Btw, since the C compiler doesn't understand the format strings (only the printf family of functions do), it can't perform any type checking of the string against the supplied arguments. Hence, if you do strange things like the following:
// The compiler is unable to warn of these
printf("%s", someStringVariable); // Print the string (demo of correct usage)
printf("%i", someStringVariable); // Print the address of the string (in decimal)
printf("%x", someStringVariable); // Print the address of the string (in hex)
printf("%f", someStringVariable); // Interpret the address of the string as a floating point value and print that floating point value (bug!)
// These are bad and should almost certainly generate a warning, if only the compiler could
printf("%i", 1, 2, 3); // Ignoring some parameters. (bad)
printf("%i"); // Try to print a non-existent parameter. (very bad)
// This is just plain unsafe
printf(stringVariable); // ... (very very bad)

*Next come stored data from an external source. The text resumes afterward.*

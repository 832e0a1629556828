//! Per-module bridge state.

use crate::cache::ObjectCache;

/// The bridge's module-wide state: the identity cache handle.
///
/// The original design kept this in an ambient per-module global; here it
/// is an explicit context object, created once at module initialization
/// and passed by reference to every operation that needs the cache.
///
/// Teardown is just `drop`. Outstanding bindings keep the underlying
/// table alive through their own cache handles, so dropping the state
/// while bindings are still live is safe: their destructors deregister
/// against the shared table as usual.
pub struct ModuleState {
    cache: ObjectCache,
}

impl ModuleState {
    /// Create the module state with an empty identity cache.
    pub fn new() -> Self {
        Self {
            cache: ObjectCache::new(),
        }
    }

    /// The identity cache handle.
    pub fn cache(&self) -> &ObjectCache {
        &self.cache
    }
}

impl Default for ModuleState {
    fn default() -> Self {
        Self::new()
    }
}

#[cfg(test)]
mod tests {
    use super::*;
    use std::rc::Rc;
    use tether_core::RecordAddr;

    #[test]
    fn fresh_state_has_an_empty_cache() {
        let state = ModuleState::new();
        assert!(state.cache().is_empty());
    }

    #[test]
    fn cache_handle_outlives_the_state() {
        let state = ModuleState::new();
        let handle = state.cache().clone();
        let wrapper = Rc::new(7u32);
        handle.add(RecordAddr(1), &wrapper);
        drop(state);
        // The shared table is still reachable through the clone.
        assert!(handle.contains(RecordAddr(1)));
        handle.delete(RecordAddr(1));
    }
}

That last one probably needs a bit of explaination. Compare it to the "Hello World" example at the top, and it seems quite natural. If have a string you want to print, and it echoes the format string, just print it as the format string. Sure..., unless that string just happens to have unexpected format codes embedded in it. If that comes from user input, or worse, a network packet, then it can poke around all the values on the stack and display them however the person who constructed that string wants. This could reveal a lot of potentially sensitive information. Or, it can be used to obtain information useful to creating a remote exploit, like how far away the return address on the stack is. By printing your stack contents as a series of hex values (%x), they could examine the output to see about where the stack pointer lies. What's even worse, is the %n code, which writes the number of bytes output so far into (what it assumes to be) an integer pointer. This could allow an attacker to write a value of their choosing to some part of your stack, overwriting a local variable. Who knows what that could accomplish.
Of course, you are right that % is a modulus operator in C, however, if you consider they way things are parsed, anything within a string can't be an operator.